Can you really blame them for looking so chilled?

Can babies get milk drunk every time they feed?

In the beginning, some babies might get milk drunk after every feed, especially if you’re in the rhythm of feeding them before they’re due for a nap.

As much as we wish it could go on forever, babies are much less likely to look milk drunk once they’re past the 12-week milestone and are out of the newborn phase.

Don’t despair, mama!

Their newfound head control skills and general curiosity about the world might mean that their milk drunkenness is a thing of the past.

But there is a whole new phase to look forward to.

They’re almost ready to look up at your face and smile while feeding. 🥰

Do babies go floppy when they’re milk drunk?

Put simply, yes.

But when it comes to babies, ‘floppy’ isn’t a term that anyone likes to throw around without a caveat.

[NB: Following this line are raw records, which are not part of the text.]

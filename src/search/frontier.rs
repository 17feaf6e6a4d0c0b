use std::cmp::Ordering;
use std::collections::{BinaryHeap, VecDeque};

use crate::algorithm::FrontierKind;

/// A candidate waiting in the open container. `index` refers to the node table of the
/// [SearchContext](super::context::SearchContext) that pushed it.
#[derive(Clone, Copy, Debug)]
pub(crate) struct SmallestCostHolder {
    pub estimated_cost: f64,
    pub cost: f64,
    pub index: usize,
    /// Insertion counter, makes the ordering total and replays reproducible.
    pub seq: usize,
}

impl Eq for SmallestCostHolder {}

impl PartialEq for SmallestCostHolder {
    fn eq(&self, other: &Self) -> bool {
        self.cmp(other) == Ordering::Equal
    }
}

impl PartialOrd for SmallestCostHolder {
    fn partial_cmp(&self, other: &Self) -> Option<Ordering> {
        Some(self.cmp(other))
    }
}

impl Ord for SmallestCostHolder {
    fn cmp(&self, other: &Self) -> Ordering {
        // First orders per estimated cost, then creates subordering
        // based on cost, favoring exploration of largest cost nodes first.
        // Remaining ties go to the most recently generated candidate.
        other
            .estimated_cost
            .total_cmp(&self.estimated_cost)
            .then_with(|| self.cost.total_cmp(&other.cost))
            .then_with(|| self.seq.cmp(&other.seq))
    }
}

/// Open container of a search, ordered per [FrontierKind].
#[derive(Clone, Debug)]
pub(crate) enum Frontier {
    Queue(VecDeque<SmallestCostHolder>),
    Stack(Vec<SmallestCostHolder>),
    Heap(BinaryHeap<SmallestCostHolder>),
}

impl Frontier {
    pub fn new(kind: FrontierKind) -> Frontier {
        match kind {
            FrontierKind::Fifo => Frontier::Queue(VecDeque::new()),
            FrontierKind::Lifo => Frontier::Stack(Vec::new()),
            FrontierKind::Priority => Frontier::Heap(BinaryHeap::new()),
        }
    }
    pub fn push(&mut self, holder: SmallestCostHolder) {
        match self {
            Frontier::Queue(q) => q.push_back(holder),
            Frontier::Stack(s) => s.push(holder),
            Frontier::Heap(h) => h.push(holder),
        }
    }
    pub fn pop(&mut self) -> Option<SmallestCostHolder> {
        match self {
            Frontier::Queue(q) => q.pop_front(),
            Frontier::Stack(s) => s.pop(),
            Frontier::Heap(h) => h.pop(),
        }
    }
    /// The candidate [pop](Self::pop) would return next.
    pub fn peek(&self) -> Option<&SmallestCostHolder> {
        match self {
            Frontier::Queue(q) => q.front(),
            Frontier::Stack(s) => s.last(),
            Frontier::Heap(h) => h.peek(),
        }
    }
    pub fn len(&self) -> usize {
        match self {
            Frontier::Queue(q) => q.len(),
            Frontier::Stack(s) => s.len(),
            Frontier::Heap(h) => h.len(),
        }
    }
}
/// Lifecycle of a [Search]. [Found](SearchStatus::Found) and
/// [Exhausted](SearchStatus::Exhausted) are terminal.
#[derive(Clone, Copy, Debug, PartialEq, Eq, Hash)]
pub enum SearchStatus {
    Init,
    Running,
    Found,
    Exhausted,
}

impl SearchStatus {
    pub fn is_terminal(self) -> bool {
        matches!(self, SearchStatus::Found | SearchStatus::Exhausted)
    }
}

/// Which frontier finalized a tile. Unidirectional searches only have a forward side.
#[derive(Clone, Copy, Debug, PartialEq, Eq, Hash)]
pub enum Side {
    Forward,
    Backward,
}

impl Side {
    pub fn opposite(self) -> Side {
        match self {
            Side::Forward => Side::Backward,
            Side::Backward => Side::Forward,
        }
    }
}

/// A tile as it was finalized, in the order the search finalized it. `g` is the distance from
/// the root of its side, `h` the heuristic estimate towards the opposite endpoint.
#[derive(Clone, Copy, Debug, PartialEq)]
pub struct VisitedTile {
    pub point: Point,
    pub index: usize,
    pub side: Side,
    pub parent: Option<Point>,
    pub g: f64,
    pub h: f64,
}

/// A tile of the final path. `cost` is the navigator cost accumulated from the start.
#[derive(Clone, Copy, Debug, PartialEq)]
pub struct PathTile {
    pub point: Point,
    pub parent: Option<Point>,
    pub cost: f64,
}

/// Everything a finished search produced.
#[derive(Clone, Debug, PartialEq)]
pub struct SearchOutcome {
    pub status: SearchStatus,
    pub visited: Vec<VisitedTile>,
    pub path: Vec<PathTile>,
}

impl SearchOutcome {
    pub fn is_found(&self) -> bool {
        self.status == SearchStatus::Found
    }
    /// Total cost of the path, [None] if no path was found.
    pub fn cost(&self) -> Option<f64> {
        self.path.last().map(|tile| tile.cost)
    }
    pub fn points(&self) -> Vec<Point> {
        self.path.iter().map(|tile| tile.point).collect()
    }
}

/// What a single expansion did.
pub(crate) enum StepEvent {
    Visited(Finalized, Side),
    /// The path was completed, optionally by finalizing a tile in the same step.
    Found(Option<(Finalized, Side)>, Vec<Point>),
    Exhausted,
}

#[derive(Debug)]
enum Engine {
    Unidirectional(SearchContext),
    Bidirectional(Bidirectional),
    /// Resolved without searching.
    Idle,
}

/// A configured search engine bound to a read-only [Grid](crate::Grid). Every call to
/// [search](Self::search) or [find_path](Self::find_path) starts from fresh state, so a
/// pathfinder may be reused for many start and goal pairs as long as the grid is not mutated
/// in between (the borrow checker enforces this).
#[derive(Clone, Copy, Debug)]
pub struct Pathfinder<'g> {
    navigator: Navigator<'g>,
    algorithm: Algorithm,
    heuristic: Heuristic,
}

impl<'g> Pathfinder<'g> {
    pub fn new(navigator: Navigator<'g>, algorithm: Algorithm, heuristic: Heuristic) -> Self {
        Pathfinder {
            navigator,
            algorithm,
            heuristic: algorithm.policy(heuristic).heuristic,
        }
    }
    pub fn navigator(&self) -> Navigator<'g> {
        self.navigator
    }
    pub fn algorithm(&self) -> Algorithm {
        self.algorithm
    }
    /// The heuristic actually used, [Heuristic::Null] for algorithms that ignore it.
    pub fn heuristic(&self) -> Heuristic {
        self.heuristic
    }
    pub fn algorithm_name(&self) -> &'static str {
        self.algorithm.name()
    }

    /// Prepares a search that can be driven one expansion at a time.
    pub fn search(&self, start: Point, goal: Point) -> Search<'g> {
        Search::new(self, start, goal)
    }

    /// Runs a search to completion.
    pub fn find_path(&self, start: Point, goal: Point) -> SearchOutcome {
        let mut search = self.search(start, goal);
        search.run();
        search.into_outcome()
    }
}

Milk drunk babies are floppy because they’re relaxed and sprawled in the arms of the person who just fed them.

And they’ll likely have a triumphant half-smile on their adorable faces.

That’s the good kind of floppy.

The bad kind is a baby who’s difficult to wake up and who isn’t responding to your voice, a change of position, or a diaper change.

This can be a sign that they’re very unwell.

It’s always a good idea to watch for warning signs like fever, sleeping too much, or a lot of spit-up after a feed.

But babies who are seriously ill normally refuse feeds.

If they’re drinking enough to get milk drunk, the chances are that a blissed-out, sprawled-out, “floppy” baby isn’t a reason to worry.

Watching your little one drink themselves silly is one of the perks of those newborn days.

So enjoy it, mama!

And whether they’re getting milk drunk on breastmilk or formula, be proud that you got them to their happy place.